§ YOUR INSTRUCTIONS
What lines of the data below hold "RegistryEndpoint"? Show them.

DATA FOR ANALYSIS START

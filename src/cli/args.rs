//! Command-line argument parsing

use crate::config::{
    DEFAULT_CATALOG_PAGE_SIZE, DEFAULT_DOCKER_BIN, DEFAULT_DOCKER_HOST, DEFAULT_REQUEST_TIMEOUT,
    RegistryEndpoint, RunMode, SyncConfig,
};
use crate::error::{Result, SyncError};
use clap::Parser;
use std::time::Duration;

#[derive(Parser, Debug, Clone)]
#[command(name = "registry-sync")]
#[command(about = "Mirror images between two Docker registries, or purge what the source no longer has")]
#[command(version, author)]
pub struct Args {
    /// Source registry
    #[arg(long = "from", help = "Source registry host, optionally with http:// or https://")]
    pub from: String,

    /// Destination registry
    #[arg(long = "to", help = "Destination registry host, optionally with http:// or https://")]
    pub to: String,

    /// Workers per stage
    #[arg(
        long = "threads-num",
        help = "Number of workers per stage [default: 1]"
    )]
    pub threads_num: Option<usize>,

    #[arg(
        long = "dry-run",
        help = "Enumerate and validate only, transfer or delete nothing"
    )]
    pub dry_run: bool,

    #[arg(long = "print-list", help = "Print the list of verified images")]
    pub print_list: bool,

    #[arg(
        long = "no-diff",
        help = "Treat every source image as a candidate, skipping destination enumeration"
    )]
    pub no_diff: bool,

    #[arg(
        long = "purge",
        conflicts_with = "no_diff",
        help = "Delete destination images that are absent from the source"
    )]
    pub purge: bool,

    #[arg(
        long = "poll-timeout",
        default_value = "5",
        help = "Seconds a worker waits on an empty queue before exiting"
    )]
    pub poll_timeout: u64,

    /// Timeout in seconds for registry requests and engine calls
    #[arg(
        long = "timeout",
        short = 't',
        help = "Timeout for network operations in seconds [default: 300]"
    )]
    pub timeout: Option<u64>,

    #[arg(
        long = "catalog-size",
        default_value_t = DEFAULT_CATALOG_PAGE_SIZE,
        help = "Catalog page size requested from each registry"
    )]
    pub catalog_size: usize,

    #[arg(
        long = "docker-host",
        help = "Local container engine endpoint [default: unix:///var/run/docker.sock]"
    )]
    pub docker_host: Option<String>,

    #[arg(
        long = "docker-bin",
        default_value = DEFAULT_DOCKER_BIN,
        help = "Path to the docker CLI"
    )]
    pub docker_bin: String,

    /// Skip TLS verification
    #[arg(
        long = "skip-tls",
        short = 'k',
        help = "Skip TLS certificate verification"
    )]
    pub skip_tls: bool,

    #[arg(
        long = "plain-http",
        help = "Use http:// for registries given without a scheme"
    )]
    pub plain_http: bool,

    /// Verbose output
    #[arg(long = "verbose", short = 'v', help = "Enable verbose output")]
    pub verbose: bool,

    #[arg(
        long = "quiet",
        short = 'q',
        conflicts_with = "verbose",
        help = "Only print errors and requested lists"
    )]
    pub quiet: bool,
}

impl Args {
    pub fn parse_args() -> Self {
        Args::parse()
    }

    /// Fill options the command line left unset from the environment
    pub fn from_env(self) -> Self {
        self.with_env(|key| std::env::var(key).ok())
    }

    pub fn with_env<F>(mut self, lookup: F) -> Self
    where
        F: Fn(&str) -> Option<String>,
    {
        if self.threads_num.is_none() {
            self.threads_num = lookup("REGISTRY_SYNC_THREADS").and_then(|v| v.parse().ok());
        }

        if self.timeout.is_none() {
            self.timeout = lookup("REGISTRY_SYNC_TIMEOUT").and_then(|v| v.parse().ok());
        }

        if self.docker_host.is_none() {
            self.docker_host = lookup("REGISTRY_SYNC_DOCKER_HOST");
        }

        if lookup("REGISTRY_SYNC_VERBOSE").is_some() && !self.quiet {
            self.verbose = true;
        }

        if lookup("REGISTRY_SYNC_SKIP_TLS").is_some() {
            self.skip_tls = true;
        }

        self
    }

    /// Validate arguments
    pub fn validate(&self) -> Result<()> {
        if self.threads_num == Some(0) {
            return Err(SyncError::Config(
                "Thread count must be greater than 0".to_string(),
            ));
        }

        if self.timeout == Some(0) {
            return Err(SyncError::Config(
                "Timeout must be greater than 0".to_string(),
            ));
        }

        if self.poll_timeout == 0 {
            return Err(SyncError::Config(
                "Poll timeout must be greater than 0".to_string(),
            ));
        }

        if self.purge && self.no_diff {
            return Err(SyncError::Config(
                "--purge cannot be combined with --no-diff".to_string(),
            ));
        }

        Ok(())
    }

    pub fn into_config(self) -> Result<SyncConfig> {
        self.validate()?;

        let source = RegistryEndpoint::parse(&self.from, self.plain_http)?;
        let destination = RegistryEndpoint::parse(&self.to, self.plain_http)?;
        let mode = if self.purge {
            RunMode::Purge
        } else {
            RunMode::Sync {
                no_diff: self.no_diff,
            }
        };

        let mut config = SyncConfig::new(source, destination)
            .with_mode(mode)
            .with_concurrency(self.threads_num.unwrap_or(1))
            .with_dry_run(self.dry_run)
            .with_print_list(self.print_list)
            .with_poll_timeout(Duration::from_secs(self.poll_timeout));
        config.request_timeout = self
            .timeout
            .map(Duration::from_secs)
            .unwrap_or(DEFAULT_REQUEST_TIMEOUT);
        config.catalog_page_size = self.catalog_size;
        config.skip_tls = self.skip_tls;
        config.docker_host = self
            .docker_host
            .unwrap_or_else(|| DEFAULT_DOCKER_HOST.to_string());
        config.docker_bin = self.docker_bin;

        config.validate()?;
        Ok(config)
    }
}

DATA FOR ANALYSIS END

§ ANSWER BOX
    RegistryEndpoint, RunMode, SyncConfig,
        let source = RegistryEndpoint::parse(&self.from, self.plain_http)?;
        let destination = RegistryEndpoint::parse(&self.to, self.plain_http)?;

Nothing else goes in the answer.